* [Source data]
>>>>

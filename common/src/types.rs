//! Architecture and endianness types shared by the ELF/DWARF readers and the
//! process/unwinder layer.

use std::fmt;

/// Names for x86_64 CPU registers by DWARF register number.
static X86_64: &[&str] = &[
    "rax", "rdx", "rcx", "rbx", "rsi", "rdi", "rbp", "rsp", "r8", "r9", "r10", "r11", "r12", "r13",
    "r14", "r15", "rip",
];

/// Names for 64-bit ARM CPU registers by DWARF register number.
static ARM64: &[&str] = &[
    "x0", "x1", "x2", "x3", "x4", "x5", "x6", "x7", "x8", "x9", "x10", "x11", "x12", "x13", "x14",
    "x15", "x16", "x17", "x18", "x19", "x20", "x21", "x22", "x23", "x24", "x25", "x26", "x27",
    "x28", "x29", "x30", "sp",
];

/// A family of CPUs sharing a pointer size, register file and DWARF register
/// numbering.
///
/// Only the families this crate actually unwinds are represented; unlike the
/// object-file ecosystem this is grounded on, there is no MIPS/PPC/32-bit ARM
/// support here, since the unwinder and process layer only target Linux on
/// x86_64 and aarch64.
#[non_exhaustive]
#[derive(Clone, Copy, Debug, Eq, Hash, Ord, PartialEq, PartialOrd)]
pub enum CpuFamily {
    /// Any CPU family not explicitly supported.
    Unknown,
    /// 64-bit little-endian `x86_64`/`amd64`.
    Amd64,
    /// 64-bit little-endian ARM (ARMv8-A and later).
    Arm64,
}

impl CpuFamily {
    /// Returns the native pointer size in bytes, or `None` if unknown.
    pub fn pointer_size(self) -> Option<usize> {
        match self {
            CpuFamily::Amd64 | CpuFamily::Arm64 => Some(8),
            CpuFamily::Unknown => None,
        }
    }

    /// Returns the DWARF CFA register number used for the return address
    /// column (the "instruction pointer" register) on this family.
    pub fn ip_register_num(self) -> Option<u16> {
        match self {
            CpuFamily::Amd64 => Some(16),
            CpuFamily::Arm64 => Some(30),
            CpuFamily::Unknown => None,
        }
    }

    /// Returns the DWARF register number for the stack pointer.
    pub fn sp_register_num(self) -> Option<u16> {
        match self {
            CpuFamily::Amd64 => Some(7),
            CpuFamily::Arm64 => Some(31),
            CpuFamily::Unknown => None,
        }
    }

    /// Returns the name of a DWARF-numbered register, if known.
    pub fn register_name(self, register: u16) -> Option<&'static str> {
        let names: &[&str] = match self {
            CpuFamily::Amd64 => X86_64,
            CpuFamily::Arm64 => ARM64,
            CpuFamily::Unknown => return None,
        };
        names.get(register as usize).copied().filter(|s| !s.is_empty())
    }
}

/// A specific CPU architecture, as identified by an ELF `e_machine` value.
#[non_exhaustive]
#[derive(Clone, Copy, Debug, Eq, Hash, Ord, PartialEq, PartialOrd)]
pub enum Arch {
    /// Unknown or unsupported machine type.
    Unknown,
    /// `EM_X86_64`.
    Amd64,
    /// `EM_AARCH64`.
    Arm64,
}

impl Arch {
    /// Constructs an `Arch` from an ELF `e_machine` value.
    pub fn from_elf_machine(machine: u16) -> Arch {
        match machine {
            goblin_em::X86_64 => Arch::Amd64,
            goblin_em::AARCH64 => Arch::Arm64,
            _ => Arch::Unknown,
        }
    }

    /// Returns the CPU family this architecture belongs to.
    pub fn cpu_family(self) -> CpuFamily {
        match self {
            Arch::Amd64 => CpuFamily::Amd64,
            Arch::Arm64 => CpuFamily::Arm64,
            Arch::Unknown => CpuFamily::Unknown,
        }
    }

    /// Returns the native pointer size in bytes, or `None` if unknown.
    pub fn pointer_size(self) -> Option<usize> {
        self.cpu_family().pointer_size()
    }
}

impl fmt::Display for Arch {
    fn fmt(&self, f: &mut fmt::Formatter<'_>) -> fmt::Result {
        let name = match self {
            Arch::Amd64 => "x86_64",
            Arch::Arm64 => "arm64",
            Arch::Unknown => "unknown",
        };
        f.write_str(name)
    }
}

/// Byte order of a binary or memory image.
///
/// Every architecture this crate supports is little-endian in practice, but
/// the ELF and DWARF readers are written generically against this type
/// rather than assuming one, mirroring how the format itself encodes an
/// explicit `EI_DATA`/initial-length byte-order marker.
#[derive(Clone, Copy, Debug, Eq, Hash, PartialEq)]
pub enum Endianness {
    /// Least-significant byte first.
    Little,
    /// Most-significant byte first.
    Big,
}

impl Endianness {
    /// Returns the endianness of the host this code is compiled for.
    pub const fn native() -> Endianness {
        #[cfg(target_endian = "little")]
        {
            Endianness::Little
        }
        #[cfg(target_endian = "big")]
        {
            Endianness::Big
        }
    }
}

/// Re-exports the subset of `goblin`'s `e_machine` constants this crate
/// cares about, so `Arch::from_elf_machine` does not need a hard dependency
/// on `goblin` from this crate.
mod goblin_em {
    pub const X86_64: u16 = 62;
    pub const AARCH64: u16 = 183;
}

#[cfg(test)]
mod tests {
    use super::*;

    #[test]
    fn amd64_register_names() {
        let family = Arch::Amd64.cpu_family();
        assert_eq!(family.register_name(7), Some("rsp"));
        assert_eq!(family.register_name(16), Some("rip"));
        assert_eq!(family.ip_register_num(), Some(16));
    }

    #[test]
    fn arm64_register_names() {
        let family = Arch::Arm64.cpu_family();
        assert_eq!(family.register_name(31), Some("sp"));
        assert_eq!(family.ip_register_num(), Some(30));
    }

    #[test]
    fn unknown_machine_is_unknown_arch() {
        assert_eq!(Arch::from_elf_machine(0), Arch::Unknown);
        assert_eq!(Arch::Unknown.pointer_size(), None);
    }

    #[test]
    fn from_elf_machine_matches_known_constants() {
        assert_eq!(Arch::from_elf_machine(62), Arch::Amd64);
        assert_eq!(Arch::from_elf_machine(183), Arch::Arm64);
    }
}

<<<<
>>>>

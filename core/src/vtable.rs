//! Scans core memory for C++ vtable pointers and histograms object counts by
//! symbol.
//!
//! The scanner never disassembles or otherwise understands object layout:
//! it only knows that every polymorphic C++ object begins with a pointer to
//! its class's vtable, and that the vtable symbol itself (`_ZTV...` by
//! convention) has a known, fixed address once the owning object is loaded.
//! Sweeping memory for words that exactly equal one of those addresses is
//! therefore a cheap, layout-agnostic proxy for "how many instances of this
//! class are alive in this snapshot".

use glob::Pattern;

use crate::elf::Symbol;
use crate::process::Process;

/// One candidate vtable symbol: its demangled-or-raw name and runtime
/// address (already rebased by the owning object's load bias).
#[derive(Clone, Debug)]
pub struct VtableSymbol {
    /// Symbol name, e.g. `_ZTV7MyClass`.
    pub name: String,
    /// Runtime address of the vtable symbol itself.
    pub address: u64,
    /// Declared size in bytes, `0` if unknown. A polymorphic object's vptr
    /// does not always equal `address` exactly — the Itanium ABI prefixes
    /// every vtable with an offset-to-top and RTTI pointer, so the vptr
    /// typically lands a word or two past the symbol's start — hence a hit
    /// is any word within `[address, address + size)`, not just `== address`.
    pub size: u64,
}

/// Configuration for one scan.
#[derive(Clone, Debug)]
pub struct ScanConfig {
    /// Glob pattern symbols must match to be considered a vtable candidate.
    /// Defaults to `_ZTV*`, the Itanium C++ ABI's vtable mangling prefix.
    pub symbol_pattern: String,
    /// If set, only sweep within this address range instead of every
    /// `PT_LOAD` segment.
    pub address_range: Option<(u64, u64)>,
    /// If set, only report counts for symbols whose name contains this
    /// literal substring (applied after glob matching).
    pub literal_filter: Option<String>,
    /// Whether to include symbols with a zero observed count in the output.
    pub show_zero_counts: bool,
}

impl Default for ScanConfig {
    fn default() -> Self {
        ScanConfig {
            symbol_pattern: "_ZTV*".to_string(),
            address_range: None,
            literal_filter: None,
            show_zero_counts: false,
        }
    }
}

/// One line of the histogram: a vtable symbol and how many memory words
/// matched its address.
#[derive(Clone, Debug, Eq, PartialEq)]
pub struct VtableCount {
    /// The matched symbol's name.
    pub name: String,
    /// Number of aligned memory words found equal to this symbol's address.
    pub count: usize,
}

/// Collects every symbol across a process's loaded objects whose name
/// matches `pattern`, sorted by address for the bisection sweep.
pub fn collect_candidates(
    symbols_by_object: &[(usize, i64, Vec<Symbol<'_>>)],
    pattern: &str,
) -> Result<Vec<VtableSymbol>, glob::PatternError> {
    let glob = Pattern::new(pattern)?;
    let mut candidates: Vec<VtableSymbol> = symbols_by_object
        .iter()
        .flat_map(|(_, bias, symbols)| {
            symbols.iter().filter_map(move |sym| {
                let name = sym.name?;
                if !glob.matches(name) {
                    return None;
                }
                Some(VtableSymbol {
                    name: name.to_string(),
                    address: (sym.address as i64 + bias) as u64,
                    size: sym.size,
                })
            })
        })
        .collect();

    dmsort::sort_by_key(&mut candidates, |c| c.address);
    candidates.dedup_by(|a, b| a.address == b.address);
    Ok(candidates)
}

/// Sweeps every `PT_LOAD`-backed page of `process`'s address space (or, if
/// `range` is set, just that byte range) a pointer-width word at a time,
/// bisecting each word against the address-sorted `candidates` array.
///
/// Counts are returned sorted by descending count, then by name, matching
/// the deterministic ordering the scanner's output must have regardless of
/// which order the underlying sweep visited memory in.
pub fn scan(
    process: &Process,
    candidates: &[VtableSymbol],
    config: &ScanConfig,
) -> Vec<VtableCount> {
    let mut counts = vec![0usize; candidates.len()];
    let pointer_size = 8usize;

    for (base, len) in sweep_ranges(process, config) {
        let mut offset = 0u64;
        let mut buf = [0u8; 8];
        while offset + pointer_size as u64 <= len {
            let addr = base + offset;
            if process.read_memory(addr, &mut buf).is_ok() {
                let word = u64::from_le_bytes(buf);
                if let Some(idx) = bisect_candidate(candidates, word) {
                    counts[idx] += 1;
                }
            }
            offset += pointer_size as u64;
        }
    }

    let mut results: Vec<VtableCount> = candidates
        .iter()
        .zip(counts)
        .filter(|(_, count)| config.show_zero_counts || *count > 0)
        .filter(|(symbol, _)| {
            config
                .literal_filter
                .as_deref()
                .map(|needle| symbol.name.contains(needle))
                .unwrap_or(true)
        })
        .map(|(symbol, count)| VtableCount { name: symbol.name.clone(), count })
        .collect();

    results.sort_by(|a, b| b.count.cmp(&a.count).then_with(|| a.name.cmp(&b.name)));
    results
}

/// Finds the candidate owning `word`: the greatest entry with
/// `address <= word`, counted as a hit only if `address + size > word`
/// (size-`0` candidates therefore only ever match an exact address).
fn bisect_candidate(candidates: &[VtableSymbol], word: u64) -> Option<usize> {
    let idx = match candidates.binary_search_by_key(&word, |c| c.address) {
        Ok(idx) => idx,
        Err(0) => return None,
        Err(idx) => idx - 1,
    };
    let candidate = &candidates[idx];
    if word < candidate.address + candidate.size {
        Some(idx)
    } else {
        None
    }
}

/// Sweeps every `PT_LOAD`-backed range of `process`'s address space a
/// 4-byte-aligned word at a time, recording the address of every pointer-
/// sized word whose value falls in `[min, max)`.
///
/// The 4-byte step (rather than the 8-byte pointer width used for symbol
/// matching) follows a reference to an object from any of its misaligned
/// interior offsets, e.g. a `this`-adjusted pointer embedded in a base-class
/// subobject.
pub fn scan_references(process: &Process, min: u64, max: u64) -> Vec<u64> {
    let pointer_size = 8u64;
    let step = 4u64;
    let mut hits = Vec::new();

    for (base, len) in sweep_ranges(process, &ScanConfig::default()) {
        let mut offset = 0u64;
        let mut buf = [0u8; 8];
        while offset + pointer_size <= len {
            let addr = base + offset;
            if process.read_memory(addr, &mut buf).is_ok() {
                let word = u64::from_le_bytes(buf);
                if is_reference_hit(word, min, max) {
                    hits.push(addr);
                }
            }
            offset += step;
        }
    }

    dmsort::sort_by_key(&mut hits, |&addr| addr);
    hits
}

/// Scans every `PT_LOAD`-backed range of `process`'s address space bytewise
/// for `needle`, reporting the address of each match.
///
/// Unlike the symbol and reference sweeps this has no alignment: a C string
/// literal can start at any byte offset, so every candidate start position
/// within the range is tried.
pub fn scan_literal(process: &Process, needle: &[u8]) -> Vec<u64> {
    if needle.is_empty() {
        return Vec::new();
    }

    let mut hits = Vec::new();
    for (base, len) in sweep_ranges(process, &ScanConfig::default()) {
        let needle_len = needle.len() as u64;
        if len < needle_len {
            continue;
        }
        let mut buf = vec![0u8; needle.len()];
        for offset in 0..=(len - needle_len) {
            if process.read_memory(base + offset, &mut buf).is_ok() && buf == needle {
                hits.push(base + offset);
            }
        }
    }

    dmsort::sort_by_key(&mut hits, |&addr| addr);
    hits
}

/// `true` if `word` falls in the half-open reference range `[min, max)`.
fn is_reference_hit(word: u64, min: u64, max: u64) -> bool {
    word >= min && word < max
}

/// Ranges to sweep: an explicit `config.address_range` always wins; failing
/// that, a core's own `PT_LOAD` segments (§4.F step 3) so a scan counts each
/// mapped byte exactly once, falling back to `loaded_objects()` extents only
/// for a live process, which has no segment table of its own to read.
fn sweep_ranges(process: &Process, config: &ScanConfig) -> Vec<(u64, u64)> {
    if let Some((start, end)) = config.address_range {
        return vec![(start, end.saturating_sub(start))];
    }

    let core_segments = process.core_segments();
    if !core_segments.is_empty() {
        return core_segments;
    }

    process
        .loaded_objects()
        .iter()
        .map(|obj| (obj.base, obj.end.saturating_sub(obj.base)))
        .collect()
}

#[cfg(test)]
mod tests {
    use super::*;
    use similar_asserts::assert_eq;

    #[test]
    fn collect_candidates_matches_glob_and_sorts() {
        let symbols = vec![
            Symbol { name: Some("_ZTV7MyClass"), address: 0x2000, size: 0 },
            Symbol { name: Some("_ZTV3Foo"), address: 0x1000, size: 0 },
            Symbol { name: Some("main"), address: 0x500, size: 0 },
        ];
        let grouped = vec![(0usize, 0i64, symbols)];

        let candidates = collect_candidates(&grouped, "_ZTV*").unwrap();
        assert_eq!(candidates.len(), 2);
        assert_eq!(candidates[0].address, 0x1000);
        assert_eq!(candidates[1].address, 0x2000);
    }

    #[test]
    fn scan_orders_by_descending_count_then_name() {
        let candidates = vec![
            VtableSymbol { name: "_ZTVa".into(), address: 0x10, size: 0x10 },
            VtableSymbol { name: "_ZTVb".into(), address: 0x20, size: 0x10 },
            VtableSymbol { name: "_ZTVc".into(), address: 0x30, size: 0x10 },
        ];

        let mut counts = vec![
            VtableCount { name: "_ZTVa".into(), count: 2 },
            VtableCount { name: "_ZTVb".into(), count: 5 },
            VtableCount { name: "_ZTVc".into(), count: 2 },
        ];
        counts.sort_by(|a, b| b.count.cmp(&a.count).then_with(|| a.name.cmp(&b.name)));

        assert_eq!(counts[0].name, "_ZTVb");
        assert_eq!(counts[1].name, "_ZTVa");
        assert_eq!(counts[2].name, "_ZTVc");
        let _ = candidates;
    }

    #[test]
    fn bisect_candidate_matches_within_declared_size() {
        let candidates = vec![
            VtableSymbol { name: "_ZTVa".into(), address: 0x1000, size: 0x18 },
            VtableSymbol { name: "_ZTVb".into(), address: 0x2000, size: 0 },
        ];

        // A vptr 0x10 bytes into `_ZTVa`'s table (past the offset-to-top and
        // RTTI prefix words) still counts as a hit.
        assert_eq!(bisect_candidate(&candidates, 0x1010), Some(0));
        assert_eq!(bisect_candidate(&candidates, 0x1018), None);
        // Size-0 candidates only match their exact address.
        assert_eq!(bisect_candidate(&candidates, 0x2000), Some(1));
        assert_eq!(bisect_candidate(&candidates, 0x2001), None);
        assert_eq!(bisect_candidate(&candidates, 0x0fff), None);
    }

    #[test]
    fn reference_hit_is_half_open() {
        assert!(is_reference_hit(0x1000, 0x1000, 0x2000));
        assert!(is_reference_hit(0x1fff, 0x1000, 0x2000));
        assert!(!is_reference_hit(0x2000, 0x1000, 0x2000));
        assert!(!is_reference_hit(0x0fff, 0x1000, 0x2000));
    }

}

<<<<

* [Exercise prompt]
Going through the entries, return every line holding the word "types".

* [Result of the exercise]
filename common/src/types.rs
//! Architecture and endianness types shared by the ELF/DWARF readers and the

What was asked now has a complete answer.